Babette entra. Elle était maquillée, coiffée, elle tenait son sac de voyage à la main. C’était une autre femme, décidée, dynamique, ayant un emploi du temps long comme ça devant elle et décidée à le faire respecter.

— Eh bien ! les filles, dit-elle en consultant sa montre, onze heures et quart, Horatio va arriver. Il faut que je vous dise au revoir. J’ai été contente de passer ces quelques jours avec vous. Elle regardait tour à tour Aurore et Lola avec un sourire qu’elle s’efforçait de rendre joyeux. Partir la requinquait. – Si vous passez un jour par Missing H. University, n’oubliez pas Babette Cohen… Il y a des au revoir dont on sait pertinemment que ce sont des adieux.

La reconquista était amorcée. Son fard à paupières verdissait ses yeux de la couleur indécise des huîtres, elle avait ramené quelques mèches sur le haut du crâne pour lui donner du gonflant alors que les cheveux se répandaient sur ses épaules. Elle fouillait à l’intérieur de son sac à main pour en retirer son poudrier et vérifier l’ajustement des couleurs, se passer un peu de blush.

— Comme tu es grande, dit Aurore avec l’angoisse retenue du Petit Chaperon rouge quand il découvre le loup dans le lit de la grand-mère.

— Oui, répondit Babette, recevant le compliment. Avec les talons je fais un mètre quatre-vingt-deux.

Ce devait être terrible d’avoir Babette Cohen comme professeur. Entendre dans les couloirs résonner ses lourds talons dont elle piochait le sol, subir la brutale poussée de la porte qui faisait virevolter ses cheveux roux et quand elle était à sa chaire affronter le face à face verdâtre de ses yeux perdus derrière ses larges lunettes dorées. Elle ne s’asseyait jamais, tout au plus s’appuyait-elle de la paume des mains sur toute la largeur de sa table. Elle disait le grand malheur des femmes dont l’histoire avait été faite par les hommes. Le succès des feminine studies où se ruaient les jeunes Américaines ne venait pas d’ailleurs. Au milieu de la liberté, du bonheur, il y a un chagrin d’être femme. Elles venaient se rappeler le chagrin, commémorer l’esclavage.

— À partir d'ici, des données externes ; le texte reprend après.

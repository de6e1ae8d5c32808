//! Source ingestion module.
//!
//! Provides:
//! - `SourceFetcher` / `HttpFetcher`: retrieving links
//! - `PdfTextExtractor` / `PdfExtractBackend`: PDF text extraction
//! - `SourceIngestor`: classification, normalization and clipping

mod fetcher;
mod html;
mod ingestor;
mod pdf;
mod text;

pub use fetcher::*;
pub use html::*;
pub use ingestor::*;
pub use pdf::*;
pub use text::*;
//! Error types for paperforge.
//!
//! Failure taxonomy:
//! - Preconditions: the request or environment can never produce a run
//! - Transport: a source or the model endpoint failed at the HTTP level
//! - Internal: local IO and invariant violations
//!
//! Content failures (unparseable output, malformed candidates, verifier errors)
//! are deliberately absent here. They are values consumed by the iteration loop,
//! not errors that abort a run.

use std::time::Duration;
use thiserror::Error;

/// Top-level error type for a generation run.
#[derive(Debug, Error)]
pub enum PipelineError {
    // ═══════════════════════════════════════════════════════════════════
    // PRECONDITIONS: raised before any iteration starts
    // ═══════════════════════════════════════════════════════════════════

    #[error("Target description is required")]
    MissingTargetDescription,

    #[error("At least one source link or inline PDF is required")]
    NoSources,

    #[error("Missing API key for the model endpoint: set {env_var} or model.api_key in config")]
    MissingApiKey { env_var: String },

    #[error("Invalid input: {0}")]
    InvalidInput(String),

    // ═══════════════════════════════════════════════════════════════════
    // TRANSPORT: infrastructure failures, never retried
    // ═══════════════════════════════════════════════════════════════════

    #[error("Failed to fetch source {source_id}: HTTP {status}")]
    SourceFetch { source_id: String, status: u16 },

    #[error("Failed to fetch source {source_id}: {source}")]
    SourceNetwork {
        source_id: String,
        #[source]
        source: reqwest::Error,
    },

    #[error("Failed to extract text from source {source_id}: {message}")]
    SourceExtraction { source_id: String, message: String },

    #[error("Model API error: {0}")]
    ModelApi(#[from] ModelApiError),

    #[error("Network error: {0}")]
    Network(#[from] reqwest::Error),

    #[error("Request timeout after {0:?}")]
    Timeout(Duration),

    // ═══════════════════════════════════════════════════════════════════
    // INTERNAL
    // ═══════════════════════════════════════════════════════════════════

    #[error("IO error: {context}")]
    Io {
        context: String,
        #[source]
        source: std::io::Error,
    },

    #[error("Internal error: {0}")]
    Internal(String),
}

/// Generative-model endpoint errors.
#[derive(Debug, Error)]
pub enum ModelApiError {
    #[error("Authentication failed: invalid API key")]
    AuthenticationFailed,

    #[error("Model not found: {0}")]
    ModelNotFound(String),

    #[error("Rate limited by model endpoint: {message}")]
    RateLimited { message: String },

    #[error("API error (status {status}): {message}")]
    ApiError { status: u16, message: String },

    #[error("Invalid response: {0}")]
    InvalidResponse(String),
}

impl PipelineError {
    /// Create an IO error with context.
    pub fn io(context: impl Into<String>, source: std::io::Error) -> Self {
        Self::Io {
            context: context.into(),
            source,
        }
    }

    /// True when the run was refused before any source was fetched.
    pub fn is_precondition(&self) -> bool {
        matches!(
            self,
            Self::MissingTargetDescription
                | Self::NoSources
                | Self::MissingApiKey { .. }
                | Self::InvalidInput(_)
        )
    }

    /// True when a source or the model endpoint failed.
    pub fn is_transport(&self) -> bool {
        matches!(
            self,
            Self::SourceFetch { .. }
                | Self::SourceNetwork { .. }
                | Self::SourceExtraction { .. }
                | Self::ModelApi(_)
                | Self::Network(_)
                | Self::Timeout(_)
        )
    }
}

/// Result type alias for paperforge.
pub type Result<T> = std::result::Result<T, PipelineError>;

Babette pensait à sa mère, à sa petite sœur, comme aux dernières victimes données en sacrifice à un monde révolu. Elle voulait que les jeunes filles, toutes les jeunes filles et accessoirement les jeunes hommes de Missing H. sachent ce qu’il lui en avait coûté pour dire à cette chaire, dans une université d’Amérique, l’égalité des hommes et des femmes. Avant de partir pour les États-Unis, elle était allée consulter le planning familial. Elle était tombée sur un médecin qui prescrivait des diaphragmes et bien qu’elle ne fût pas majeure, il n’avait pas fait d’histoires pour lui en commander un en Suisse. Mais il avait tenu à ce qu’elle assistât à des séances où des couples venaient témoigner de l’épanouissement de leur vie sexuelle depuis qu’ils utilisaient la contraception. Le mot était tabou et elle ne savait rien du sexe.

C’était une époque de résistance active où on parlait de contraception à la fin des dîners. Pour vous mettre en confiance, une jeune femme, encouragée par son jeune mari, allait à la salle de bains chercher son diaphragme. Il passait de main en main, il étonnait par sa taille. Le couple montrait en riant comment on le pinçait pour l’introduire. Dans le souvenir de Babette, c’était un objet assez sauteur surtout lorsqu’il était recouvert de spermicide, car il fallait en plus l’enduire de crème et lorsqu’il avait été lavé, il ne fallait pas oublier non plus de le talquer.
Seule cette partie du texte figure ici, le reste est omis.